964 Subamara

Discovery
- Discovered by: J. Palisa
- Discovery site: Vienna Obs.
- Discovery date: 27 October 1921

Designations
- Pronunciation: /sʌbəˈmɛərə/
- Named after: Latin for "very bitter" (due to light pollution)
- Alternative designations: A921 UL · A905 UL 1921 KS · 1905 UL 1923 NP
- Minor planet category: main-belt · (outer) background

Orbital characteristics
- Epoch 31 May 2020 (JD 2459000.5)
- Uncertainty parameter 0
- Observation arc: 114.20 yr (41,711 d)
- Aphelion: 3.4143 AU
- Perihelion: 2.6816 AU
- Semi-major axis: 3.0479 AU
- Eccentricity: 0.1202
- Orbital period (sidereal): 5.32 yr (1,944 d)
- Mean anomaly: 169.17°
- Mean motion: 0° 11^{m} 6.72^{s} / day
- Inclination: 9.0506°
- Longitude of ascending node: 30.681°
- Argument of perihelion: 9.6350°

Physical characteristics
- Mean diameter: 19.835±0.536 km; 21.23±1.17 km;
- Synodic rotation period: 6.868±0.001 h
- Geometric albedo: 0.171±0.020; 0.236±0.027;
- Spectral type: S (SDSS-MOC)
- Absolute magnitude (H): 10.8

= 964 Subamara =

Stony background asteroid

964 Subamara (prov. designation: or ), is a stony background asteroid from the outer regions of the asteroid belt, approximately 20 km in diameter. It was discovered by Austrian astronomer Johann Palisa at the Vienna Observatory on 27 October 1921. The S-type asteroid has a rotation period of 6.9 hours. It was named for the observatory's "very bitter" observing conditions due to light pollution.

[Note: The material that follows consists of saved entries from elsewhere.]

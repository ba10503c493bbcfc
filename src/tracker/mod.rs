//! Session-scoped usage tracking
//!
//! The tracker owns the per-session history of usage records. It is the only
//! mutable shared state in the crate: appends from concurrent calls are
//! linearizable, and `history` returns a snapshot that never observes a
//! record mid-append.

use crate::config::MeterConfig;
use crate::usage::UsageRecord;
use chrono::Utc;
use parking_lot::RwLock;
use std::collections::HashMap;
use tracing::{debug, warn};

#[cfg(test)]
mod tests;

/// Default cap on records kept per session.
///
/// History is in-memory and unbounded growth would eventually exhaust the
/// process; past the cap appends are dropped and counted so the loss is
/// visible in reports.
pub const DEFAULT_MAX_SESSION_RECORDS: usize = 100_000;

#[derive(Debug, Default)]
struct SessionHistory {
    records: Vec<UsageRecord>,
    dropped: u64,
}

/// Append-only, concurrency-safe store of usage records keyed by session id
#[derive(Debug)]
pub struct UsageTracker {
    sessions: RwLock<HashMap<String, SessionHistory>>,
    max_session_records: Option<usize>,
}

impl UsageTracker {
    /// Create a tracker with the default per-session record cap
    pub fn new() -> Self {
        Self {
            sessions: RwLock::new(HashMap::new()),
            max_session_records: Some(DEFAULT_MAX_SESSION_RECORDS),
        }
    }

    /// Set the per-session record cap (`None` removes the bound)
    pub fn with_max_session_records(mut self, max: Option<usize>) -> Self {
        self.max_session_records = max;
        self
    }

    /// Create a tracker with the cap the config asks for
    pub fn from_config(config: &MeterConfig) -> Self {
        Self::new().with_max_session_records(config.max_session_records)
    }

    /// Generate a unique session id
    pub fn generate_session_id() -> String {
        let timestamp = Utc::now().format("%Y%m%d_%H%M%S");
        let unique = uuid::Uuid::new_v4().to_string();
        format!("session_{}_{}", timestamp, &unique[..8])
    }

    /// Explicitly create an empty session
    pub fn start_session(&self, session_id: impl Into<String>) {
        let mut sessions = self.sessions.write();
        sessions.entry(session_id.into()).or_default();
    }

    /// Append a record to its session's history.
    ///
    /// The session is created on first record. Returns `false` when the
    /// record was dropped because the session hit its cap; the drop is
    /// counted and surfaced through [`dropped_records`](Self::dropped_records).
    pub fn record(&self, record: UsageRecord) -> bool {
        let mut sessions = self.sessions.write();
        let history = sessions.entry(record.session_id.clone()).or_default();

        if let Some(max) = self.max_session_records {
            if history.records.len() >= max {
                history.dropped += 1;
                warn!(
                    session_id = %record.session_id,
                    dropped = history.dropped,
                    "session history cap reached, usage record dropped"
                );
                return false;
            }
        }

        debug!(
            session_id = %record.session_id,
            model_id = %record.model_id,
            context = %record.context,
            total_tokens = record.total_tokens(),
            "usage record appended"
        );
        history.records.push(record);
        true
    }

    /// Snapshot of the ordered records for a session.
    ///
    /// Returns an owned copy; the caller never aliases the live history.
    pub fn history(&self, session_id: &str) -> Vec<UsageRecord> {
        self.sessions
            .read()
            .get(session_id)
            .map(|h| h.records.clone())
            .unwrap_or_default()
    }

    /// Number of records dropped for a session due to the cap
    pub fn dropped_records(&self, session_id: &str) -> u64 {
        self.sessions
            .read()
            .get(session_id)
            .map(|h| h.dropped)
            .unwrap_or(0)
    }

    /// Clear a session's history atomically, keeping the session alive
    pub fn reset(&self, session_id: &str) {
        let mut sessions = self.sessions.write();
        if let Some(history) = sessions.get_mut(session_id) {
            history.records.clear();
            history.dropped = 0;
        }
    }

    /// Discard a session entirely
    pub fn discard(&self, session_id: &str) {
        self.sessions.write().remove(session_id);
    }

    /// Ids of all known sessions
    pub fn session_ids(&self) -> Vec<String> {
        let mut ids: Vec<String> = self.sessions.read().keys().cloned().collect();
        ids.sort();
        ids
    }

    /// Number of records currently held for a session
    pub fn len(&self, session_id: &str) -> usize {
        self.sessions
            .read()
            .get(session_id)
            .map(|h| h.records.len())
            .unwrap_or(0)
    }

    /// Whether a session has no records
    pub fn is_empty(&self, session_id: &str) -> bool {
        self.len(session_id) == 0
    }
}

impl Default for UsageTracker {
    fn default() -> Self {
        Self::new()
    }
}
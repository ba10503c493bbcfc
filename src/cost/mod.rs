//! Cost calculation and aggregation
//!
//! Cost records are derived from usage records on demand and never stored on
//! their own, so a session can be re-priced against a newer catalog without
//! losing raw usage history.

use crate::pricing::PricingCatalog;
use crate::usage::{TokenSource, UsageRecord};
use serde::{Deserialize, Serialize};
use std::collections::BTreeMap;
use tracing::warn;

#[cfg(test)]
mod tests;

/// Decimal places kept on aggregated cost figures
const COST_PRECISION: i32 = 6;

fn round_cost(cost: f64) -> f64 {
    let factor = 10f64.powi(COST_PRECISION);
    (cost * factor).round() / factor
}

/// Monetary valuation of one usage record
#[derive(Debug, Clone, PartialEq, Serialize, Deserialize)]
pub struct CostRecord {
    /// The usage record this valuation derives from
    pub usage: UsageRecord,
    /// Cost of prompt tokens (USD)
    pub input_cost: f64,
    /// Cost of completion tokens (USD)
    pub output_cost: f64,
    /// Cost of cache read/write tokens (USD)
    pub cache_cost: f64,
    /// Total cost (USD)
    pub total_cost: f64,
    /// Catalog version the prices came from
    pub pricing_version: String,
    /// False when the model was not found in the catalog (zero cost)
    pub priced: bool,
}

/// Price a single usage record against a catalog.
///
/// Pure: identical inputs always produce identical output. Unknown models
/// yield a zero-cost record flagged `priced: false` rather than an error, so
/// spend is visibly undercounted instead of silently wrong.
pub fn price(usage: &UsageRecord, catalog: &PricingCatalog) -> CostRecord {
    match catalog.get(&usage.model_id) {
        Some(entry) => {
            let (input_cost, output_cost, cache_cost) = entry.price.cost(usage.counts());
            CostRecord {
                usage: usage.clone(),
                input_cost,
                output_cost,
                cache_cost,
                total_cost: round_cost(input_cost + output_cost + cache_cost),
                pricing_version: catalog.version.clone(),
                priced: true,
            }
        }
        None => {
            warn!(model_id = %usage.model_id, "no pricing for model, cost set to 0");
            CostRecord {
                usage: usage.clone(),
                input_cost: 0.0,
                output_cost: 0.0,
                cache_cost: 0.0,
                total_cost: 0.0,
                pricing_version: catalog.version.clone(),
                priced: false,
            }
        }
    }
}

/// Session-level totals
#[derive(Debug, Clone, Default, PartialEq, Serialize, Deserialize)]
pub struct CostSummary {
    /// Total cost (USD)
    pub total_cost: f64,
    /// Number of LLM calls
    pub total_calls: u64,
    /// Total prompt tokens
    pub prompt_tokens: u64,
    /// Total completion tokens
    pub completion_tokens: u64,
    /// Total cache read tokens
    pub cache_read_tokens: u64,
    /// Total cache write tokens
    pub cache_write_tokens: u64,
    /// Calls whose counts were estimated or absent
    pub estimated_calls: u64,
    /// Calls whose model had no catalog entry
    pub unpriced_calls: u64,
    /// Records dropped by the tracker's session cap
    pub dropped_records: u64,
}

impl CostSummary {
    /// Total tokens across all counters
    pub fn total_tokens(&self) -> u64 {
        self.prompt_tokens + self.completion_tokens + self.cache_read_tokens + self.cache_write_tokens
    }

    /// Merge another summary into this one
    pub fn merge(&mut self, other: &CostSummary) {
        self.total_cost = round_cost(self.total_cost + other.total_cost);
        self.total_calls += other.total_calls;
        self.prompt_tokens += other.prompt_tokens;
        self.completion_tokens += other.completion_tokens;
        self.cache_read_tokens += other.cache_read_tokens;
        self.cache_write_tokens += other.cache_write_tokens;
        self.estimated_calls += other.estimated_calls;
        self.unpriced_calls += other.unpriced_calls;
        self.dropped_records += other.dropped_records;
    }
}

/// Aggregated totals for one grouping key (model id or context tag)
#[derive(Debug, Clone, Default, PartialEq, Serialize, Deserialize)]
pub struct GroupTotals {
    pub prompt_tokens: u64,
    pub completion_tokens: u64,
    pub cache_read_tokens: u64,
    pub cache_write_tokens: u64,
    pub total_cost: f64,
    pub call_count: u64,
}

impl GroupTotals {
    fn add(&mut self, record: &CostRecord) {
        let usage = &record.usage;
        self.prompt_tokens += usage.prompt_tokens;
        self.completion_tokens += usage.completion_tokens;
        self.cache_read_tokens += usage.cache_read_tokens;
        self.cache_write_tokens += usage.cache_write_tokens;
        self.total_cost = round_cost(self.total_cost + record.total_cost);
        self.call_count += 1;
    }

    /// Merge another group's totals into this one
    pub fn merge(&mut self, other: &GroupTotals) {
        self.prompt_tokens += other.prompt_tokens;
        self.completion_tokens += other.completion_tokens;
        self.cache_read_tokens += other.cache_read_tokens;
        self.cache_write_tokens += other.cache_write_tokens;
        self.total_cost = round_cost(self.total_cost + other.total_cost);
        self.call_count += other.call_count;
    }
}

/// Priced and aggregated view of one session's history
#[derive(Debug, Clone, PartialEq, Serialize, Deserialize)]
pub struct SessionCosts {
    /// Session identifier
    pub session_id: String,
    /// Session totals
    pub summary: CostSummary,
    /// Totals grouped by model id
    pub by_model: BTreeMap<String, GroupTotals>,
    /// Totals grouped by context tag
    pub by_context: BTreeMap<String, GroupTotals>,
    /// Per-call cost records (omitted for high-volume sessions)
    #[serde(skip_serializing_if = "Option::is_none")]
    pub records: Option<Vec<CostRecord>>,
}

/// Price and aggregate a session's records in a single traversal.
///
/// Running totals, `by_model`, and `by_context` are updated together, so the
/// pass is O(n) time with O(distinct models + distinct contexts) extra
/// space. Grouping maps are ordered, making output deterministic for a given
/// history. An empty history yields a valid all-zero result.
pub fn aggregate(
    session_id: &str,
    records: &[UsageRecord],
    catalog: &PricingCatalog,
    include_records: bool,
) -> SessionCosts {
    let mut summary = CostSummary::default();
    let mut by_model: BTreeMap<String, GroupTotals> = BTreeMap::new();
    let mut by_context: BTreeMap<String, GroupTotals> = BTreeMap::new();
    let mut cost_records = include_records.then(|| Vec::with_capacity(records.len()));

    for usage in records {
        let record = price(usage, catalog);

        summary.total_cost = round_cost(summary.total_cost + record.total_cost);
        summary.total_calls += 1;
        summary.prompt_tokens += usage.prompt_tokens;
        summary.completion_tokens += usage.completion_tokens;
        summary.cache_read_tokens += usage.cache_read_tokens;
        summary.cache_write_tokens += usage.cache_write_tokens;
        if usage.source != TokenSource::Measured {
            summary.estimated_calls += 1;
        }
        if !record.priced {
            summary.unpriced_calls += 1;
        }

        by_model
            .entry(usage.model_id.clone())
            .or_default()
            .add(&record);
        by_context
            .entry(usage.context.clone())
            .or_default()
            .add(&record);

        if let Some(ref mut collected) = cost_records {
            collected.push(record);
        }
    }

    SessionCosts {
        session_id: session_id.to_string(),
        summary,
        by_model,
        by_context,
        records: cost_records,
    }
}
//! Insertion and red-black repair.

use crate::error::TreeError;
use crate::node::{Color, Node};
use crate::tree::RbTree;

impl<V> RbTree<V> {
    /// Inserts `value` under `key`.
    ///
    /// An existing key accumulates the value in its node's sequence, in
    /// insertion order, with no shape change; a new key is linked as a red
    /// leaf and the tree is repaired. [`length`] grows by one either way.
    ///
    /// [`length`]: RbTree::length
    pub fn insert(&mut self, key: u128, value: V) -> Result<(), TreeError> {
        let Some(root) = self.root else {
            let mut node = Node::new(key, value);
            node.color = Color::Black;
            self.store.insert(node);
            self.set_root_node(key)?;
            self.size += 1;
            return Ok(());
        };

        let mut curr = root;
        loop {
            let (curr_key, left, right) = {
                let n = self.node(curr)?;
                (n.key, n.left, n.right)
            };
            if key == curr_key {
                self.node_mut(curr)?.values.push(value);
                break;
            }
            let next = if key < curr_key { left } else { right };
            match next {
                Some(n) => curr = n,
                None => {
                    let mut node = Node::new(key, value);
                    node.parent = Some(curr);
                    self.store.insert(node);
                    let cn = self.node_mut(curr)?;
                    if key < cn.key {
                        cn.left = Some(key);
                    } else {
                        cn.right = Some(key);
                    }
                    break;
                }
            }
        }

        self.size += 1;
        self.fix_up_insertion(key)
    }

    /// Restores the red-black invariants after placement, walking upward
    /// from the touched key. Repair targets a red-red edge, so it runs only
    /// while the current node and its parent are both red; an append lands
    /// on an existing node without changing the shape and never qualifies.
    fn fix_up_insertion(&mut self, key: u128) -> Result<(), TreeError> {
        let mut current = key;
        loop {
            // A black current node cannot sit on the violating end of a
            // red-red edge; rotating it would unbalance black heights.
            if self.is_black(current)? {
                break;
            }
            let Some(mut parent) = self.node(current)?.parent else {
                break;
            };
            if self.is_black(parent)? {
                break;
            }
            // A red non-root parent always has a parent of its own.
            let mut grandparent = self.parent_key(parent)?;
            let parent_is_left = self.is_left_child_of(parent, grandparent)?;

            let uncle = self.uncle_key(current)?;
            if let Some(u) = uncle {
                if self.is_red(u)? {
                    // Red uncle: push blackness down from the grandparent
                    // and move the violation two levels up.
                    self.node_mut(parent)?.color = Color::Black;
                    self.node_mut(u)?.color = Color::Black;
                    self.node_mut(grandparent)?.color = Color::Red;
                    current = grandparent;
                    continue;
                }
            }

            let inner = if parent_is_left {
                self.node(parent)?.right == Some(current)
            } else {
                self.node(parent)?.left == Some(current)
            };
            if inner {
                // Inner grandchild: rotate it outward first.
                if parent_is_left {
                    self.rotate_left(parent, current)?;
                } else {
                    self.rotate_right(parent, current)?;
                }
                current = parent;
                parent = self.parent_key(current)?;
                grandparent = self.parent_key(parent)?;
            }

            // Outer grandchild: recolor, then rotate the grandparent down.
            self.node_mut(parent)?.color = Color::Black;
            self.node_mut(grandparent)?.color = Color::Red;
            if parent_is_left {
                self.rotate_right(grandparent, parent)?;
            } else {
                self.rotate_left(grandparent, parent)?;
            }
        }

        // Absorbs the case where recoloring propagated to the root.
        let root = self.root.ok_or(TreeError::TreeIsEmpty)?;
        self.node_mut(root)?.color = Color::Black;
        Ok(())
    }
}
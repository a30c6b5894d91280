use keyed_forest::RbTree;

#[test]
fn first_insert_installs_black_root() {
    let mut tree = RbTree::new();
    tree.insert(42, 7u8).unwrap();

    assert_eq!(tree.root_key(), Some(42));
    assert!(tree.is_black(42).unwrap());
    assert!(!tree.has_parent(42).unwrap());
    assert_eq!(tree.length(), 1);
    tree.assert_invariants().unwrap();
}

#[test]
fn red_uncle_recolors_without_rotation() {
    let mut tree = RbTree::new();
    for key in [21, 15, 31] {
        tree.insert(key, 0u8).unwrap();
    }

    assert_eq!(tree.root_key(), Some(21));
    assert!(tree.is_black(21).unwrap());
    assert!(tree.is_red(15).unwrap());
    assert!(tree.is_red(31).unwrap());
    assert!(tree.left_child_is_red(21).unwrap());
    assert!(tree.right_child_is_red(21).unwrap());

    tree.insert(10, 0u8).unwrap();

    assert_eq!(tree.root_key(), Some(21));
    assert!(tree.is_black(21).unwrap());
    assert!(tree.is_black(15).unwrap());
    assert!(tree.is_black(31).unwrap());
    assert!(tree.is_red(10).unwrap());
    assert_eq!(tree.left_child_key(21).unwrap(), 15);
    assert_eq!(tree.right_child_key(21).unwrap(), 31);
    assert_eq!(tree.left_child_key(15).unwrap(), 10);
    tree.assert_invariants().unwrap();
}

#[test]
fn ascending_ladder_stays_balanced() {
    let mut tree = RbTree::new();
    for i in 0..200u128 {
        tree.insert(i, i).unwrap();
        tree.assert_invariants().unwrap();
    }

    assert_eq!(tree.length(), 200);
    assert_eq!(tree.node_count(), 200);
    assert_eq!(
        tree.in_order_keys().unwrap(),
        (0..200u128).collect::<Vec<_>>()
    );
}

#[test]
fn descending_ladder_stays_balanced() {
    let mut tree = RbTree::new();
    for i in (0..200u128).rev() {
        tree.insert(i, i).unwrap();
        tree.assert_invariants().unwrap();
    }

    assert_eq!(
        tree.in_order_keys().unwrap(),
        (0..200u128).collect::<Vec<_>>()
    );
}

#[test]
fn zigzag_inserts_stay_balanced() {
    // Alternating low/high keys exercise the inner-grandchild rotations.
    let mut tree = RbTree::new();
    let mut keys = Vec::new();
    for i in 0..50u128 {
        keys.push(i);
        keys.push(1000 - i);
    }
    for key in keys {
        tree.insert(key, 0u8).unwrap();
        tree.assert_invariants().unwrap();
    }

    let in_order = tree.in_order_keys().unwrap();
    let mut sorted = in_order.clone();
    sorted.sort_unstable();
    assert_eq!(in_order, sorted);
    assert_eq!(tree.node_count(), 100);
}

#[test]
fn duplicate_key_accumulates_values() {
    let mut tree = RbTree::new();
    tree.insert(10, 10u8).unwrap();
    tree.insert(8, 10u8).unwrap();
    tree.insert(8, 1u8).unwrap();

    assert_eq!(tree.values_at(8).unwrap(), &[10, 1]);
    assert_eq!(tree.length(), 3);
    assert!(tree.contains_key(8));
    assert_eq!(tree.node_count(), 2);
    tree.assert_invariants().unwrap();
}

#[test]
fn duplicate_insert_under_red_parent_keeps_shape() {
    let mut tree = RbTree::new();
    for key in [20, 10, 5, 30, 15, 25] {
        tree.insert(key, 0u8).unwrap();
    }
    // This sequence leaves 15 as a black node under the red node 20.
    assert!(tree.is_black(15).unwrap());
    assert!(tree.is_red(20).unwrap());
    assert_eq!(tree.root_key(), Some(10));

    tree.insert(15, 1u8).unwrap();

    assert_eq!(tree.values_at(15).unwrap(), &[0, 1]);
    assert_eq!(tree.length(), 7);
    assert_eq!(tree.node_count(), 6);
    // The append must not move or recolor anything.
    assert_eq!(tree.root_key(), Some(10));
    assert_eq!(tree.parent_key(15).unwrap(), 20);
    assert!(tree.is_black(15).unwrap());
    assert!(tree.is_red(20).unwrap());
    assert_eq!(
        tree.in_order_keys().unwrap(),
        vec![5, 10, 15, 20, 25, 30]
    );
    tree.assert_invariants().unwrap();
}

#[test]
fn repeated_inserts_keep_insertion_order() {
    let mut tree = RbTree::new();
    for v in 1..=5u8 {
        tree.insert(77, v).unwrap();
        tree.assert_invariants().unwrap();
    }

    assert_eq!(tree.values_at(77).unwrap(), &[1, 2, 3, 4, 5]);
    assert_eq!(tree.value_at(77).unwrap(), &1);
    assert_eq!(tree.length(), 5);
    assert_eq!(tree.node_count(), 1);
}

#[test]
fn mixed_duplicates_count_values_not_nodes() {
    let mut tree = RbTree::new();
    for round in 0..3u8 {
        for key in [5u128, 1, 9, 3, 7] {
            tree.insert(key, round).unwrap();
            tree.assert_invariants().unwrap();
        }
    }

    assert_eq!(tree.length(), 15);
    assert_eq!(tree.node_count(), 5);
    assert_eq!(tree.in_order_keys().unwrap(), vec![1, 3, 5, 7, 9]);
    for key in [5u128, 1, 9, 3, 7] {
        assert_eq!(tree.values_at(key).unwrap(), &[0, 1, 2]);
    }
}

== Orbit and classification ==

Subamara is a non-family asteroid of the main belt's background population when applying the hierarchical clustering method to its proper orbital elements. It orbits the Sun in the outer asteroid belt at a distance of 2.7–3.4 AU once every 5 years and 4 months (1,944 days; semi-major axis of 3.05 AU). Its orbit has an eccentricity of 0.12 and an inclination of 9° with respect to the ecliptic.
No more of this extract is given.